*BRIEF*
Set down exactly the lines in the records below that run from the line with "let elapsed = started.elapsed();" to the line with "the viewer's feed", inclusive, and nothing more.

##########

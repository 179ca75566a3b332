//! Feed assembly
//!
//! Serves a viewer's feed page from the cache when present. On a miss the
//! candidate page is fetched, scored concurrently, ranked and written back.

use crate::config::FeedConfig;
use crate::error::{AppError, Result};
use crate::metrics;
use crate::models::FeedPost;
use crate::services::candidates::CandidateSourceProvider;
use crate::services::invalidation::InvalidationHub;
use crate::services::scoring::ScoreEngine;
use chrono::{DateTime, Utc};
use feed_cache::{CacheClient, CacheKey};
use std::time::{Duration, Instant};
use tracing::{debug, info};
use uuid::Uuid;

#[derive(Clone)]
pub struct FeedAssembler {
    candidates: CandidateSourceProvider,
    scorer: ScoreEngine,
    cache: CacheClient,
    invalidation: InvalidationHub,
    config: FeedConfig,
}

impl FeedAssembler {
    pub fn new(
        candidates: CandidateSourceProvider,
        scorer: ScoreEngine,
        cache: CacheClient,
        invalidation: InvalidationHub,
        config: FeedConfig,
    ) -> Self {
        Self {
            candidates,
            scorer,
            cache,
            invalidation,
            config,
        }
    }

    pub async fn get_feed(&self, viewer_id: Uuid, page: u32, page_size: u32) -> Result<Vec<FeedPost>> {
        self.get_feed_at(viewer_id, page, page_size, Utc::now()).await
    }

    /// `get_feed` with an explicit scoring clock
    pub async fn get_feed_at(
        &self,
        viewer_id: Uuid,
        page: u32,
        page_size: u32,
        now: DateTime<Utc>,
    ) -> Result<Vec<FeedPost>> {
        self.validate_paging(page, page_size)?;
        let started = Instant::now();

        let key = CacheKey::feed_page(viewer_id, page, page_size);
        if let Some(cached) = self.cache.get::<Vec<FeedPost>>(&key).await {
            debug!(viewer_id = %viewer_id, page, page_size, "Feed served from cache");
            metrics::record_feed_request("cache", started.elapsed());
            return Ok(cached);
        }

        let candidates = self
            .candidates
            .candidates(viewer_id, page, page_size)
            .await?;
        let source = candidates.source;
        let candidate_count = candidates.posts.len();

        let ranked = self.scorer.rank(candidates.posts, viewer_id, now).await;
        let feed: Vec<FeedPost> = ranked
            .into_iter()
            .take(page_size as usize)
            .map(FeedPost::from)
            .collect();

        self.cache
            .set_with_ttl(&key, &feed, Duration::from_secs(self.config.cache_ttl_secs))
            .await;

        let elapsed = started.elapsed();
        metrics::record_feed_request(source.as_str(), elapsed);
        info!(
            viewer_id = %viewer_id,
            page,
            page_size,
            source = %source,
            candidates = candidate_count,
            returned = feed.len(),
            elapsed_ms = elapsed.as_millis() as u64,
            "Feed assembled"
        );
        Ok(feed)
    }

    /// Drop every cached page of the viewer's feed
    pub async fn invalidate_feed(&self, viewer_id: Uuid) -> usize {
        self.invalidation.invalidate_feed(viewer_id).await
    }

    pub fn max_page_size(&self) -> u32 {
        self.config.max_page_size
    }

    fn validate_paging(&self, page: u32, page_size: u32) -> Result<()> {
        if page < 1 {
            return Err(AppError::Validation("page must be at least 1".to_string()));
        }
        if page_size < 1 || page_size > self.config.max_page_size {
            return Err(AppError::Validation(format!(
                "page_size must be between 1 and {}",
                self.config.max_page_size
            )));
        }
        Ok(())
    }
}
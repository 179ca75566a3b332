//! PostgreSQL storage backend

use super::{page_offset, CommentStore, FollowStore, PostStore, ReactionStore};
use crate::error::{StoreError, StoreResult};
use crate::models::{
    Comment, FollowEdge, Post, PostCounter, Reaction, ReactionKind, ReactionScope, UpsertChange,
    UpsertOutcome,
};
use async_trait::async_trait;
use chrono::{DateTime, Utc};
use sqlx::migrate::Migrator;
use sqlx::postgres::PgPoolOptions;
use sqlx::PgPool;
use std::time::Duration;
use tracing::{debug, info};
use uuid::Uuid;

pub static MIGRATOR: Migrator = sqlx::migrate!("./migrations");

const POST_COLUMNS: &str = "id, user_id, content, image_url, created_at, updated_at, \
     likes_count, comments_count, shares_count";

const REACTION_COLUMNS: &str = "id, user_id, post_id, comment_id, kind, scope, created_at";

const COMMENT_COLUMNS: &str = "id, post_id, user_id, content, created_at, updated_at";

const FOLLOW_COLUMNS: &str = "id, follower_id, followee_id, is_following, is_follower, \
     is_blocked, followed_at, unfollowed_at, blocked_at, unblocked_at, updated_at";

/// Upsert row carrying whether the statement inserted it
#[derive(sqlx::FromRow)]
struct ReactionWithFlag {
    id: Uuid,
    user_id: Uuid,
    post_id: Uuid,
    comment_id: Option<Uuid>,
    kind: ReactionKind,
    scope: ReactionScope,
    created_at: DateTime<Utc>,
    inserted: bool,
}

/// Unique violations surface as `Conflict`, everything else as a database error
fn insert_error(err: sqlx::Error, what: &str) -> StoreError {
    match &err {
        sqlx::Error::Database(db) if db.is_unique_violation() => {
            StoreError::Conflict(format!("{} already exists", what))
        }
        _ => StoreError::Database(err),
    }
}

/// Outcome of an upsert that changed no row. The row was just seen by the
/// conflicting insert, so its absence means a concurrent delete won.
fn unchanged_outcome(existing: Option<Reaction>) -> StoreResult<UpsertOutcome> {
    match existing {
        Some(reaction) => Ok(UpsertOutcome {
            reaction,
            change: UpsertChange::Unchanged,
        }),
        None => Err(StoreError::Conflict(
            "reaction was removed concurrently".to_string(),
        )),
    }
}

#[derive(Clone)]
pub struct PgStore {
    pool: PgPool,
}

impl PgStore {
    pub fn new(pool: PgPool) -> Self {
        Self { pool }
    }

    /// Connect, verify the pool and apply pending migrations
    pub async fn connect(
        database_url: &str,
        max_connections: u32,
        min_connections: u32,
    ) -> StoreResult<Self> {
        debug!(
            max = max_connections,
            min = min_connections,
            "Creating database pool"
        );

        let pool = PgPoolOptions::new()
            .max_connections(max_connections)
            .min_connections(min_connections)
            .acquire_timeout(Duration::from_secs(10))
            .idle_timeout(Duration::from_secs(600))
            .max_lifetime(Duration::from_secs(1800))
            .test_before_acquire(true)
            .connect(database_url)
            .await?;

        sqlx::query("SELECT 1").execute(&pool).await?;
        MIGRATOR.run(&pool).await?;

        info!("Database pool created and migrations applied");
        Ok(Self::new(pool))
    }
}
use crate::config::{CacheBackendKind, Config, FeedConfig, StorageBackendKind};
use crate::services::{
    CandidateSourceProvider, CommentService, FeedAssembler, FollowService, InvalidationHub,
    PostService, ReactionAggregator, ScoreEngine,
};
use crate::storage::{DocumentStore, PgStore, StorageBackend};
use anyhow::Context;
use feed_cache::CacheClient;
use std::sync::Arc;
use tracing::info;

/// Services shared by every HTTP worker
#[derive(Clone)]
pub struct AppState {
    pub feed: FeedAssembler,
    pub reactions: ReactionAggregator,
    pub comments: CommentService,
    pub follows: FollowService,
    pub posts: PostService,
    pub cache: CacheClient,
}

impl AppState {
    /// Connect the configured backends and wire the services
    pub async fn build(config: &Config) -> anyhow::Result<Self> {
        let store: Arc<dyn StorageBackend> = match config.storage.backend {
            StorageBackendKind::Postgres => {
                let url = config
                    .storage
                    .database_url
                    .as_deref()
                    .context("DATABASE_URL is required for the postgres backend")?;
                let store = PgStore::connect(
                    url,
                    config.storage.max_connections,
                    config.storage.min_connections,
                )
                .await
                .context("Failed to initialize PostgreSQL storage")?;
                Arc::new(store)
            }
            StorageBackendKind::Memory => Arc::new(DocumentStore::new()),
        };
        info!(backend = ?config.storage.backend, "Storage backend ready");

        let cache = match config.cache.backend {
            CacheBackendKind::Redis => CacheClient::redis(&config.cache.redis_url)
                .await
                .context("Failed to connect to Redis")?,
            CacheBackendKind::Memory => CacheClient::in_memory(),
        };
        info!(backend = ?config.cache.backend, "Cache backend ready");

        Ok(Self::from_parts(store, cache, config.feed.clone()))
    }

    pub fn from_parts(store: Arc<dyn StorageBackend>, cache: CacheClient, feed: FeedConfig) -> Self {
        let invalidation = InvalidationHub::new(cache.clone(), feed.invalidate_on_follow);
        let assembler = FeedAssembler::new(
            CandidateSourceProvider::new(store.clone()),
            ScoreEngine::new(cache.clone()),
            cache.clone(),
            invalidation.clone(),
            feed,
        );

        Self {
            feed: assembler,
            reactions: ReactionAggregator::new(store.clone(), cache.clone(), invalidation.clone()),
            comments: CommentService::new(store.clone(), invalidation.clone()),
            follows: FollowService::new(store.clone(), invalidation.clone()),
            posts: PostService::new(store, invalidation),
            cache,
        }
    }

    /// Memory storage and memory cache
    pub fn in_memory(feed: FeedConfig) -> Self {
        Self::from_parts(Arc::new(DocumentStore::new()), CacheClient::in_memory(), feed)
    }
}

##########

*OUTPUT BELOW*
        let elapsed = started.elapsed();
        metrics::record_feed_request(source.as_str(), elapsed);
        info!(
            viewer_id = %viewer_id,
            page,
            page_size,
            source = %source,
            candidates = candidate_count,
            returned = feed.len(),
            elapsed_ms = elapsed.as_millis() as u64,
            "Feed assembled"
        );
        Ok(feed)
    }

    /// Drop every cached page of the viewer's feed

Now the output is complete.